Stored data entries
::::::

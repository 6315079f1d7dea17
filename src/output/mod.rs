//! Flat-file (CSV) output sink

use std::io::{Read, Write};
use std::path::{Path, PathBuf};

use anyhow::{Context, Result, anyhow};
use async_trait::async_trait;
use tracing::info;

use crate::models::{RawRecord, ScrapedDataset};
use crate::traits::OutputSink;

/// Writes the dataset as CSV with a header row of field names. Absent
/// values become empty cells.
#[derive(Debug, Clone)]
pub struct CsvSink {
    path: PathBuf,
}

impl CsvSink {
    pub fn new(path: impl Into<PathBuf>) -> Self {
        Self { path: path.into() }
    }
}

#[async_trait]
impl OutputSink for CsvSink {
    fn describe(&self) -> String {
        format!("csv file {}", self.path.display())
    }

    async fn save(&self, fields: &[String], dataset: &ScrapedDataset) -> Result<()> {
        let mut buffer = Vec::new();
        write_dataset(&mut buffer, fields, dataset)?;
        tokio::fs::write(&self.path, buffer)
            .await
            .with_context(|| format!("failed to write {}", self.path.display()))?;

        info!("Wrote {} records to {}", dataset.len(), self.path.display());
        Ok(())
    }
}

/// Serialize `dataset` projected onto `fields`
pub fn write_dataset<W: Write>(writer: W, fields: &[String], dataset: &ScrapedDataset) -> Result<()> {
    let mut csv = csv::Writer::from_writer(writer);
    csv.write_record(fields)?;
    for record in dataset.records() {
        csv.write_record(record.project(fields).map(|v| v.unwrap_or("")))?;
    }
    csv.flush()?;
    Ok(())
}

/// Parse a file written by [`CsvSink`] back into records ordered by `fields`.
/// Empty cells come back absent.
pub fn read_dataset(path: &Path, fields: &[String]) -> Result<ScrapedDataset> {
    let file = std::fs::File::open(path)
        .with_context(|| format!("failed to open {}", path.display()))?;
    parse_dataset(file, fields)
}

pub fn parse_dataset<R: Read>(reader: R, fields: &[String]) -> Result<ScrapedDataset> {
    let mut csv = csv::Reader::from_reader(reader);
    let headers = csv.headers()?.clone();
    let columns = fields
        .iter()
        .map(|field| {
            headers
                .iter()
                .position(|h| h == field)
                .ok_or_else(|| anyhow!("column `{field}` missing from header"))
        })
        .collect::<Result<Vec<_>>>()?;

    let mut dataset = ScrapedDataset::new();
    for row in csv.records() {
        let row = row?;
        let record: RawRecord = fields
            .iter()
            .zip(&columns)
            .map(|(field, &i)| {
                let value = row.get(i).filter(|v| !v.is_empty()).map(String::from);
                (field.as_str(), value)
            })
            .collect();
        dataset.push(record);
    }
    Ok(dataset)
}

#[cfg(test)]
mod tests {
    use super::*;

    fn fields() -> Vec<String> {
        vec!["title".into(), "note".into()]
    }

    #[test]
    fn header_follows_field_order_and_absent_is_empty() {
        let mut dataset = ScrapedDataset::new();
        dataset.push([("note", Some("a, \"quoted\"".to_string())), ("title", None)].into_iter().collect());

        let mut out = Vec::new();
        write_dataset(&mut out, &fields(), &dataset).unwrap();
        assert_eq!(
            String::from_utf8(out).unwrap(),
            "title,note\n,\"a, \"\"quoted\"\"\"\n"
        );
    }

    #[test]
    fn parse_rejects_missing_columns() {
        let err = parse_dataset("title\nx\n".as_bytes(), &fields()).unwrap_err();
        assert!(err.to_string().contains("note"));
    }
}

::::::

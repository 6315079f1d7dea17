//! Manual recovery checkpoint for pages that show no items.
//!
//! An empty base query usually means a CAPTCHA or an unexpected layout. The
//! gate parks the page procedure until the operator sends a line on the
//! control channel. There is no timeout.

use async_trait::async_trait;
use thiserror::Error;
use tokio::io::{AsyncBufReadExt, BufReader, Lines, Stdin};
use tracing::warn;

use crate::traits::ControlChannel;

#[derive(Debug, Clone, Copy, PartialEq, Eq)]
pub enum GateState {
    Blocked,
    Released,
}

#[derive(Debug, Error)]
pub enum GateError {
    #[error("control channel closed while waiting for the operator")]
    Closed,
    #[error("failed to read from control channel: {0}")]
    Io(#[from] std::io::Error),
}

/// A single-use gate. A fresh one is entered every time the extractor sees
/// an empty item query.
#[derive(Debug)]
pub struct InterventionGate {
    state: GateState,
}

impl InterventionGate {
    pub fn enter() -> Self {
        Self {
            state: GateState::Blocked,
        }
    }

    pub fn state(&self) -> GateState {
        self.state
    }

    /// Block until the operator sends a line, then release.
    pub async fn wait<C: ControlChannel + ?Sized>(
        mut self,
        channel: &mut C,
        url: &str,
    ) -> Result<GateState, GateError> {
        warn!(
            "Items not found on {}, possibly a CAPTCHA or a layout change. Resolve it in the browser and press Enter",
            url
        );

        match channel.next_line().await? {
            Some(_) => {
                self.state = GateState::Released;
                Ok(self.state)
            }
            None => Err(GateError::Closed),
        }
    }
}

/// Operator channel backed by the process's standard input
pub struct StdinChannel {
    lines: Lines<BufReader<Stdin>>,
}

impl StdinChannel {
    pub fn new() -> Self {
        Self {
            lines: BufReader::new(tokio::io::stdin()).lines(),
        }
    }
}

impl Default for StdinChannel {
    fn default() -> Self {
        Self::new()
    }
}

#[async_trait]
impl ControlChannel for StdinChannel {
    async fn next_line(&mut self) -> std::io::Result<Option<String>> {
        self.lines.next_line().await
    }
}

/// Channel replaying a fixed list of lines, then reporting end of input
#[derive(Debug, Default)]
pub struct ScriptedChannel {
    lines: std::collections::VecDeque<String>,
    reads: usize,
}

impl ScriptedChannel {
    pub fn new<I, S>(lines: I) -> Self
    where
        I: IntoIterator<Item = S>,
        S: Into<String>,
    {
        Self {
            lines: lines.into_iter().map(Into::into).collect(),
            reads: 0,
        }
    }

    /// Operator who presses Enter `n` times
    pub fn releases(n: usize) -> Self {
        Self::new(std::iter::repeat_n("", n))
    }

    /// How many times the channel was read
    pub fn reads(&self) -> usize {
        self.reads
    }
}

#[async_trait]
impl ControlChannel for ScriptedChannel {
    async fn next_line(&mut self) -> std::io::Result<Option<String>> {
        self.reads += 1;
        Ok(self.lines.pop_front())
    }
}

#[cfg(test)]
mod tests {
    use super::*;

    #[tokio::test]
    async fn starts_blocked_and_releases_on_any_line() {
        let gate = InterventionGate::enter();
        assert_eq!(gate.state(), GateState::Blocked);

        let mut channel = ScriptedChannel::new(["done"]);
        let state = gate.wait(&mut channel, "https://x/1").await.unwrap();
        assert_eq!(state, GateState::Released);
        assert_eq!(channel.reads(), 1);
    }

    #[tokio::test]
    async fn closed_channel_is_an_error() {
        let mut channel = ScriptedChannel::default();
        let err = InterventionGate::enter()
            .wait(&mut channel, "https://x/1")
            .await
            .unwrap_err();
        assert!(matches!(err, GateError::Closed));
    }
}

::::::

→ **What you are asked to do**: Where a line of the records above holds the word "Debug", copy that line.

→ **Expected answer**:
#[derive(Debug, Clone)]
#[derive(Debug, Clone, Copy, PartialEq, Eq)]
#[derive(Debug, Error)]
#[derive(Debug)]
#[derive(Debug, Default)]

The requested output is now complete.